The panel affirmed the district court’s dismissal of plaintiff’s third amended complaint alleging that Dr Pepper/Seven Up, Inc. violated various California consumer-fraud laws by branding Diet Dr Pepper using the word “diet.”

The panel held that the allegations in the complaint failed to sufficiently allege that reasonable consumers read the word “diet” in a soft drink’s brand name to promise weight loss, healthy weight management, or other health benefits. The panel held that diet soft drinks are common in the marketplace and the prevalent understanding of the term in that context is that the “diet” version of a soft drink has fewer calories than its “regular” counterpart. Just because some consumers may unreasonably interpret the term differently does not render the use of “diet” in a soda’s brand name false or deceptive. Accordingly, because plaintiff had not sufficiently alleged that Diet Dr Pepper’s labeling was false or misleading, dismissal was proper.

The second amended complaint raised five causes of action: (1) violations of the California False Advertising Law, Cal. Bus. & Prof. Code §§ 17500 et seq.; (2) violations of the California Consumers Legal Remedies Act, Cal. Civ. Code §§ 1750 et seq.; (3) violations of the California Unfair Competition Law, Cal. Bus. & Prof. Code §§ 17200 et seq.; (4) breach of express warranty in violation of Cal. Com. Code § 2313(1); and (5) breach of the implied warranty of merchantability in violation of Cal. Com. Code § 2314.

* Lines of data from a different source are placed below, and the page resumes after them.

//! Loan management service: borrow, return, overdue queries and the fine sweep
//!
//! Every entry point that acts on behalf of a user runs the authorization
//! gate before touching a store.

use chrono::{DateTime, Utc};

use crate::{
    error::AppResult,
    models::{
        fee::{FeeDetails, FinePolicy, SweepReport},
        loan::{BorrowRecord, LoanDetails, LoanFilter, ReturnOutcome},
        user::{Access, UserClaims},
    },
    repository::Repository,
};

#[derive(Clone)]
pub struct LoansService {
    repository: Repository,
    policy: FinePolicy,
}

impl LoansService {
    pub fn new(repository: Repository, policy: FinePolicy) -> Self {
        Self { repository, policy }
    }

    /// Borrow a book for `user_id` (the caller when None)
    pub async fn borrow(
        &self,
        claims: &UserClaims,
        user_id: Option<i32>,
        book_id: i32,
    ) -> AppResult<BorrowRecord> {
        self.borrow_at(claims, user_id, book_id, Utc::now()).await
    }

    pub async fn borrow_at(
        &self,
        claims: &UserClaims,
        user_id: Option<i32>,
        book_id: i32,
        now: DateTime<Utc>,
    ) -> AppResult<BorrowRecord> {
        let user_id = claims.acting_for(user_id)?;

        let record = self
            .repository
            .loans
            .borrow(user_id, book_id, now, self.policy.due_date(now))
            .await?;

        tracing::info!(
            record_id = record.id,
            user_id,
            book_id,
            due_at = %record.due_at,
            "Book borrowed"
        );
        Ok(record)
    }

    /// Return a book held by `user_id` (the caller when None)
    pub async fn return_book(
        &self,
        claims: &UserClaims,
        user_id: Option<i32>,
        book_id: i32,
    ) -> AppResult<ReturnOutcome> {
        self.return_book_at(claims, user_id, book_id, Utc::now()).await
    }

    pub async fn return_book_at(
        &self,
        claims: &UserClaims,
        user_id: Option<i32>,
        book_id: i32,
        now: DateTime<Utc>,
    ) -> AppResult<ReturnOutcome> {
        let user_id = claims.acting_for(user_id)?;

        let outcome = self
            .repository
            .loans
            .return_book(user_id, book_id, now, self.policy)
            .await?;

        tracing::info!(
            record_id = outcome.record.id,
            user_id,
            book_id,
            days_overdue = outcome.assessment.days_overdue,
            fine = %outcome.assessment.total,
            charged = %outcome.assessment.charge,
            "Book returned"
        );
        Ok(outcome)
    }

    /// Active loans of a user
    pub async fn user_loans(&self, claims: &UserClaims, user_id: i32) -> AppResult<Vec<LoanDetails>> {
        claims.authorize(Access::Owner(user_id))?;
        self.repository.users.get_by_id(user_id).await?;
        self.details(LoanFilter {
            user_id: Some(user_id),
            active_only: true,
            ..Default::default()
        })
        .await
    }

    /// Every loan of a user, returned ones included
    pub async fn user_history(&self, claims: &UserClaims, user_id: i32) -> AppResult<Vec<LoanDetails>> {
        claims.authorize(Access::Owner(user_id))?;
        self.repository.users.get_by_id(user_id).await?;
        self.details(LoanFilter {
            user_id: Some(user_id),
            ..Default::default()
        })
        .await
    }

    /// Overdue loans of a user, evaluated against the current time
    pub async fn user_overdue(&self, claims: &UserClaims, user_id: i32) -> AppResult<Vec<LoanDetails>> {
        claims.authorize(Access::Owner(user_id))?;
        self.repository.users.get_by_id(user_id).await?;
        self.details(LoanFilter {
            user_id: Some(user_id),
            overdue_at: Some(Utc::now()),
            ..Default::default()
        })
        .await
    }

    /// Every loan in the library
    pub async fn all_loans(&self, claims: &UserClaims, active_only: bool) -> AppResult<Vec<LoanDetails>> {
        claims.require_admin()?;
        self.details(LoanFilter {
            active_only,
            ..Default::default()
        })
        .await
    }

    /// Every overdue loan in the library
    pub async fn all_overdue(&self, claims: &UserClaims) -> AppResult<Vec<LoanDetails>> {
        claims.require_admin()?;
        self.details(LoanFilter {
            overdue_at: Some(Utc::now()),
            ..Default::default()
        })
        .await
    }

    /// Fees charged to a user, newest first
    pub async fn user_fees(&self, claims: &UserClaims, user_id: i32) -> AppResult<Vec<FeeDetails>> {
        claims.authorize(Access::Owner(user_id))?;
        self.repository.users.get_by_id(user_id).await?;
        self.repository.fees.list(Some(user_id)).await
    }

    pub async fn all_fees(&self, claims: &UserClaims) -> AppResult<Vec<FeeDetails>> {
        claims.require_admin()?;
        self.repository.fees.list(None).await
    }

    /// Manually triggered fine sweep
    pub async fn sweep_fines(&self, claims: &UserClaims) -> AppResult<SweepReport> {
        claims.require_admin()?;
        self.run_fine_sweep(Utc::now()).await
    }

    /// Bill every overdue active loan up to `now`
    pub async fn run_fine_sweep(&self, now: DateTime<Utc>) -> AppResult<SweepReport> {
        let report = self.repository.loans.bill_overdue(now, self.policy).await?;
        if report.fees_created > 0 {
            tracing::info!(
                overdue = report.overdue_records,
                fees = report.fees_created,
                total = %report.total_charged,
                "Fine sweep billed overdue loans"
            );
        } else {
            tracing::debug!(overdue = report.overdue_records, "Fine sweep found nothing to bill");
        }
        Ok(report)
    }

    async fn details(&self, filter: LoanFilter) -> AppResult<Vec<LoanDetails>> {
        let now = Utc::now();
        let rows = self.repository.loans.list(filter).await?;
        Ok(rows
            .into_iter()
            .map(|row| LoanDetails::from_row(row, now))
            .collect())
    }
}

Becerra’s claims under the California consumer- protection statutes are governed by the “reasonable consumer” test. Williams v. Gerber Prods. Co., 552 F.3d 934, 938 (9th Cir. 2008). Under this standard, Becerra must “show that members of the public are likely to be deceived.” Id.; see also Bank of West v. Superior Court, 833 P.2d 545, 553 (Cal. 1992). This requires more than a mere possibility that Diet Dr Pepper’s label “might conceivably be misunderstood by some few consumers viewing it in an unreasonable manner.” Lavie v. Procter & Gamble Co., 129 Cal. Rptr. 2d 486, 495 (Cal. Ct. App. 2003); see id. at 492 (rejecting a “least sophisticated consumer” standard). Rather, the reasonable consumer standard requires a probability “that a significant portion of the general consuming public or of targeted consumers, acting reasonably in the circumstances, could be misled.” Id.

When considering the term in its proper context, no reasonable consumer would assume that Diet Dr Pepper’s use of the term “diet” promises weight loss or management. In context, the use of “diet” in a soft drink’s brand name is understood as a relative claim about the calorie content of that soft drink compared to the same brand’s “regular” (full- caloric) option. See Geffner, 928 F.3d at 200 (“the ‘diet’ label refers specifically to the drink’s low calorie content; it does not convey a more general weight loss promise” (footnote omitted)). And considering “diet” as a proper noun—as in Diet Dr Pepper—does not further Becerra’s argument. In common usage, consumers know that Diet Dr Pepper is a different product from Dr Pepper—different not only in name, but in packaging and, importantly, taste.

Becerra argues that, regardless of the common understanding of the word, dismissal was still improper because she alleged a plausible misunderstanding of the word. But we have previously affirmed dismissal of claims based on similar unreasonable assumptions. In Ebner, the plaintiff claimed that a net-weight statement on packaging for a lip balm was deceptive because the design of the dispenser left twenty-five percent of the product inaccessible. 838 F.3d at 961. We held that similar dispensers were “commonplace in the market,” such that a reasonable consumer “understands the general mechanics of these dispenser tubes and further understands that some product may be left in the tube” even when pushed all the way up. Id. at 965. “A rational consumer would not simply assume that the tube contains no further product” when he or she could see the remaining product in the tube. Id. at 966. And even if some consumers would make that assumption, the packaging was not deceptive just because some consumers could unreasonably misunderstand the product. Id.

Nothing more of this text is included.